I want to take a minute from authoritatively analyzing FTP as if I know anything about them and just say that “Houdini” is one of my favorite music videos of all time. Maybe the band is trying to comment on the music industry. Maybe they had nothing to do with the video whatsoever.
That being said, one of the reasons I’m having fun with these reviews is that I get to practice thinking about when directors have to assess an artist’s position in pop culture, then react to it. It’s more than likely that 99% of the vision on this project belonged to the incredible directing duo DANIELS. So in trying to approach this video from that perspective, here is what I came up with:
Foster the People will not work hard for your approval. In fact, let’s just kill off the band within the first five seconds of the music video so that they don’t have to work hard for your approval. In the same way that Lady Gaga makes a statement through the amount of obvious effort in her work, FTP makes just as much of a statement by appearing to not actively participate in their music video at all. Maybe the band members didn’t want to look silly by trying too hard, so the directors wrote a narrative around that. Projecting “cool,” especially in the context of Le Hipster, can certainly read as apathetic. Considering that the band members’ characters are either dead or unconscious throughout the entire thing, they certainly do get away with the vibe of, “We just wanna focus on the music and someone else did the video for us…whatever man.”
And yet, the real members diligently appear in every scene, participate in a cute choreographed dance, and appear to have green-lit being carried and shoved around by faceless men in green suits. If you look closely, they actually put a respectable amount of effort into this, but get away with looking like they didn’t.
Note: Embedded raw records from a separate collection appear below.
//! Recording bus implementation for testing.

use parking_lot::Mutex;

use crate::bus::{GraphBus, Injection};

/// A bus that captures every emitted injection for inspection.
#[derive(Debug, Default)]
pub struct RecordingBus {
    injections: Mutex<Vec<Injection>>,
}

impl RecordingBus {
    pub fn new() -> Self {
        Self::default()
    }

    /// All injections emitted so far, in order.
    pub fn injections(&self) -> Vec<Injection> {
        self.injections.lock().clone()
    }

    pub fn len(&self) -> usize {
        self.injections.lock().len()
    }

    pub fn is_empty(&self) -> bool {
        self.injections.lock().is_empty()
    }
}

impl GraphBus for RecordingBus {
    fn emit(&self, injection: Injection) {
        self.injections.lock().push(injection);
    }
}
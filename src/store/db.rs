//! Database connection pool and embedded migrations.

use diesel::r2d2::{ConnectionManager, Pool};
use diesel::SqliteConnection;
use diesel_migrations::{embed_migrations, EmbeddedMigrations, MigrationHarness};

use crate::error::StoreError;

/// Database connection pool type alias.
pub type DbPool = Pool<ConnectionManager<SqliteConnection>>;

pub const MIGRATIONS: EmbeddedMigrations = embed_migrations!("migrations");

/// Create a connection pool for the given database URL.
pub fn create_pool(database_url: &str, pool_size: u32) -> Result<DbPool, StoreError> {
    let manager = ConnectionManager::<SqliteConnection>::new(database_url);
    Pool::builder()
        .max_size(pool_size)
        .build(manager)
        .map_err(|e| StoreError::Unavailable(e.to_string()))
}

/// Apply pending migrations so the `nodes` relation exists.
pub fn ensure_schema(pool: &DbPool) -> Result<(), StoreError> {
    let mut conn = pool
        .get()
        .map_err(|e| StoreError::Unavailable(e.to_string()))?;
    conn.run_pending_migrations(MIGRATIONS)
        .map_err(|e| StoreError::Database(e.to_string()))?;
    Ok(())
}
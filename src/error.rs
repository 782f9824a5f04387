use thiserror::Error;

/// Configuration-related errors with structured variants.
#[derive(Error, Debug)]
pub enum ConfigError {
    #[error("invalid value for {field}: {reason}")]
    InvalidValue { field: &'static str, reason: String },

    #[error("failed to read config file: {0}")]
    ReadFile(#[source] std::io::Error),

    #[error("failed to parse config: {0}")]
    Parse(#[source] toml::de::Error),
}

/// Durable-store errors.
///
/// `Unavailable` is transient (connection down, probe failed) and drives the
/// flush scheduler's buffered retry. `CorruptRow` means the stored payload for
/// one entity does not parse; callers log it and treat the row as absent.
#[derive(Error, Debug)]
pub enum StoreError {
    #[error("store unavailable: {0}")]
    Unavailable(String),

    #[error("corrupt payload for node '{soul}': {reason}")]
    CorruptRow { soul: String, reason: String },

    #[error("database error: {0}")]
    Database(String),
}

impl StoreError {
    /// Whether this error is a transient connectivity failure.
    #[must_use]
    pub fn is_unavailable(&self) -> bool {
        matches!(self, StoreError::Unavailable(_))
    }
}

impl From<diesel::result::Error> for StoreError {
    fn from(err: diesel::result::Error) -> Self {
        StoreError::Database(err.to_string())
    }
}

#[derive(Error, Debug)]
pub enum Error {
    #[error(transparent)]
    Config(#[from] ConfigError),

    #[error(transparent)]
    Store(#[from] StoreError),
}

pub type Result<T> = std::result::Result<T, Error>;

#[cfg(test)]
mod tests {
    use super::*;

    #[test]
    fn store_errors_pass_through_transparently() {
        let err: Error = StoreError::Unavailable("pool exhausted".into()).into();
        assert_eq!(err.to_string(), "store unavailable: pool exhausted");
    }

    #[test]
    fn config_errors_pass_through_transparently() {
        let err: Error = ConfigError::InvalidValue {
            field: "store.pool_size",
            reason: "must be at least 1".into(),
        }
        .into();
        assert_eq!(
            err.to_string(),
            "invalid value for store.pool_size: must be at least 1"
        );
    }

    #[test]
    fn only_unavailable_is_transient() {
        assert!(StoreError::Unavailable("down".into()).is_unavailable());
        assert!(!StoreError::Database("locked".into()).is_unavailable());
        assert!(!StoreError::CorruptRow {
            soul: "users/alice".into(),
            reason: "bad json".into(),
        }
        .is_unavailable());
    }
}
//! The persistence adapter: coalesced durable writes and read re-injection
//! for an external graph-synchronization bus.

mod coalescer;
mod flush;
mod health;
mod injector;
mod liveness;

pub use coalescer::{PendingBuffer, WriteCoalescer};
pub use flush::{FlushScheduler, RetryPolicy};
pub use health::HealthSnapshot;
pub use injector::ReadInjector;
pub use liveness::{Liveness, LivenessMonitor};

use std::sync::Arc;
use std::time::Duration;

use tokio::task::JoinHandle;

use crate::bus::GraphBus;
use crate::config::Config;
use crate::domain::{FieldMutation, FieldValue, ReadRequest, Soul};
use crate::store::NodeStore;

/// Wires the write and read paths over one store and one bus.
///
/// `put` events feed [`WriteCoalescer`] -> [`FlushScheduler`] -> store;
/// `get` events feed [`ReadInjector`] -> store -> bus. The
/// [`LivenessMonitor`] supervises store health and gates both paths.
pub struct PersistenceAdapter<S: NodeStore> {
    store: Arc<S>,
    liveness: Arc<Liveness>,
    coalescer: WriteCoalescer<S>,
    flusher: Arc<FlushScheduler<S>>,
    injector: ReadInjector<S>,
    probe_interval: Duration,
    drain_grace: Duration,
}

impl<S: NodeStore> PersistenceAdapter<S> {
    pub fn new(store: S, bus: Arc<dyn GraphBus>, config: &Config) -> Self {
        let store = Arc::new(store);
        let liveness = Arc::new(Liveness::new());
        let buffer = Arc::new(PendingBuffer::new());

        let flusher = Arc::new(FlushScheduler::new(
            Arc::clone(&store),
            Arc::clone(&buffer),
            Arc::clone(&liveness),
            RetryPolicy::from(&config.flush),
        ));
        let coalescer = WriteCoalescer::new(buffer, Arc::clone(&flusher), config.debounce());
        let injector = ReadInjector::new(Arc::clone(&store), Arc::clone(&liveness), bus);

        Self {
            store,
            liveness,
            coalescer,
            flusher,
            injector,
            probe_interval: config.probe_interval(),
            drain_grace: config.drain_grace(),
        }
    }

    /// Inbound `put` event: one field mutation.
    pub fn on_mutation(&self, mutation: FieldMutation) {
        self.coalescer.on_mutation(mutation);
    }

    /// Inbound `put` event: a whole-node write sharing one soul.
    pub fn on_batch(&self, soul: Soul, fields: Vec<(String, FieldValue)>) {
        self.coalescer.on_batch(soul, fields);
    }

    /// Inbound `get` event the live peers could not resolve.
    pub fn on_read_request(&self, request: ReadRequest) {
        self.injector.on_read_request(request);
    }

    /// Spawn the periodic store probe. The returned handle aborts the loop
    /// when dropped by the embedder's shutdown path.
    pub fn spawn_liveness(&self) -> JoinHandle<()> {
        let monitor = LivenessMonitor::new(
            Arc::clone(&self.store),
            Arc::clone(&self.liveness),
            self.probe_interval,
        );
        tokio::spawn(monitor.run())
    }

    /// Shutdown drain: best-effort flush of every pending entity within the
    /// configured grace period.
    pub async fn drain(&self) {
        self.flusher.drain_all(self.drain_grace).await;
    }

    /// Read-only connectivity handle for embedders.
    #[must_use]
    pub fn liveness(&self) -> Arc<Liveness> {
        Arc::clone(&self.liveness)
    }

    /// Diagnostics for the external health surface.
    pub async fn health(&self) -> HealthSnapshot {
        let stored_nodes = self.store.row_count().await.ok();
        HealthSnapshot {
            connected: self.liveness.is_connected(),
            pending_entities: self.coalescer.pending_len(),
            stored_nodes,
        }
    }
}
//! Shared wiring helpers for integration tests.

#![allow(dead_code)]

use std::sync::Arc;
use std::time::Duration;

use graphstash::adapter::{
    FlushScheduler, Liveness, PendingBuffer, RetryPolicy, WriteCoalescer,
};
use graphstash::testkit::MemoryNodeStore;

/// The write path wired over a memory store, with every component exposed.
pub struct Rig {
    pub store: Arc<MemoryNodeStore>,
    pub buffer: Arc<PendingBuffer>,
    pub liveness: Arc<Liveness>,
    pub flusher: Arc<FlushScheduler<MemoryNodeStore>>,
    pub coalescer: WriteCoalescer<MemoryNodeStore>,
}

pub fn rig(store: MemoryNodeStore, debounce: Duration, retry: RetryPolicy) -> Rig {
    let store = Arc::new(store);
    let buffer = Arc::new(PendingBuffer::new());
    let liveness = Arc::new(Liveness::new());
    let flusher = Arc::new(FlushScheduler::new(
        Arc::clone(&store),
        Arc::clone(&buffer),
        Arc::clone(&liveness),
        retry,
    ));
    let coalescer = WriteCoalescer::new(Arc::clone(&buffer), Arc::clone(&flusher), debounce);

    Rig {
        store,
        buffer,
        liveness,
        flusher,
        coalescer,
    }
}

/// A retry policy short enough for paused-clock tests.
pub fn quick_retry() -> RetryPolicy {
    RetryPolicy {
        initial: Duration::from_millis(100),
        max: Duration::from_millis(1_000),
        multiplier: 2.0,
    }
}

/// Let already-spawned, non-sleeping tasks run to completion.
pub async fn settle() {
    for _ in 0..10 {
        tokio::task::yield_now().await;
    }
}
And the concept is soooo meta. It’s a film crew filming a film crew. They actually show us the green screens before demonstrating how drastically these things can alter our perception of reality. This isn’t a low budget indie project. But even though the music video looks polished like a major record label, it’s loaded with that snarky, satirical tone FTP started their career with. They’re not “selling out” but if they were to sell out? This is what it would look like.
The rest of the of the video is a brilliant narrative that plays out like a heist movie. It’s not easy to tell a story with no dialogue, but we see clear reactions of utter panic from the crew when the band dies, not out of any concern for them, but because a close up of a magazine tells us that there is a show tomorrow, and this is a business.
Someone makes a phone call, and from here and we get a thrilling three-act story that builds and builds until the resurrection of the band as android/puppets is complete. The show must go on! And it does, without or without the people who created the content.
This video is so smart, so funny, so self-aware and it brings everything that is usually off screen into the limelight. The creators show us upfront how to deconstruct the pop star, and while we’re watching all the strings being pulled in front of our faces, we almost miss the construction of the “indie star” going up in the wings.
(Fun Fact: The DANIELS Duo has directed some of the greatest videos I have ever seen. Their videos always include their signature special FX and stunning silent narratives. Check out their videos for "Cry Like a Ghost" - Passion Pit, and the insane, uncomfortable, and strange #NSFW "Turn Down for What" - DJ Snake ft. Lil Jon)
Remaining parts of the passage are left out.